No month seemed to us so cheery as October. During its course the apples
and pears were gathered, and an old privilege allowed the pupils "to
glean"--that is, to claim the fruit left on the trees. This tested the
keenness of our young eyes, but it sometimes happened that we confounded
trees still untouched with those which had been harvested. "Nitimur in
vetitum semper cupimusque negata,"--[The forbidden charms, and the
unexpected lures us.]--is an excellent saying of Ovid, whose truth, when
he tested it in person, was the cause of his exile. It sometimes brought
us into conflict with the owners of the trees, and it was only natural
that "Froebel's youngsters" often excited the peasants' ire.

Gellert, it is true, has sung:

"Enjoy what the Lord has granted,
Grieve not for aught withheld."

but the popular saying is, "Forbidden fruit tastes sweetest," and the
proverb was right in regard to us Keilhau boys.

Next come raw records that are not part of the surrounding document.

use credit_status_api::analysis::CreditAnalyzer;
use credit_status_api::config::Config;
use credit_status_api::handlers::{self, AppState};
use credit_status_api::services::StaticPendencyRegistry;

use std::sync::Arc;
use tracing_subscriber::{layer::SubscriberExt, util::SubscriberInitExt};

/// Main entry point for the application.
///
/// Initializes tracing, loads configuration, seeds the pendency registry and
/// serves the credit check routes behind body-size and per-IP rate limits.
#[tokio::main]
async fn main() -> anyhow::Result<()> {
    tracing_subscriber::registry()
        .with(
            tracing_subscriber::EnvFilter::try_from_default_env()
                .unwrap_or_else(|_| "credit_status_api=debug,tower_http=debug".into()),
        )
        .with(tracing_subscriber::fmt::layer())
        .init();

    let config = Config::from_env()?;
    tracing::info!("Configuration loaded successfully");

    let registry = match config.pendencies_file {
        Some(ref path) => StaticPendencyRegistry::from_json_file(path)?,
        None => {
            tracing::warn!("PENDENCIES_FILE not set, every valid CPF will report no pendencies");
            StaticPendencyRegistry::default()
        }
    };
    tracing::info!("✓ Pendency registry ready ({} records)", registry.len());

    let app_state = Arc::new(AppState {
        analyzer: CreditAnalyzer::new(Arc::new(registry)),
    });

    let app = handlers::app(app_state, &config)?;

    let addr = format!("0.0.0.0:{}", config.port);
    let listener = tokio::net::TcpListener::bind(&addr).await?;
    tracing::info!("Server listening on {}", addr);

    axum::serve(
        listener,
        app.into_make_service_with_connect_info::<std::net::SocketAddr>(),
    )
    .await?;

    Ok(())
}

Whatever fruit is meant in the story related in Genesis of the fall of
man, none could make it clearer to German children than the apple. The
Keilhau ones were kept in a cellar, and through the opening we thrust a
pole to which the blade of a rapier was fastened. This sometimes brought
us up four or five apples at once, which hung on the blade like the flock
of ducks that Baron Munchausen's musket pierced with the ramrod.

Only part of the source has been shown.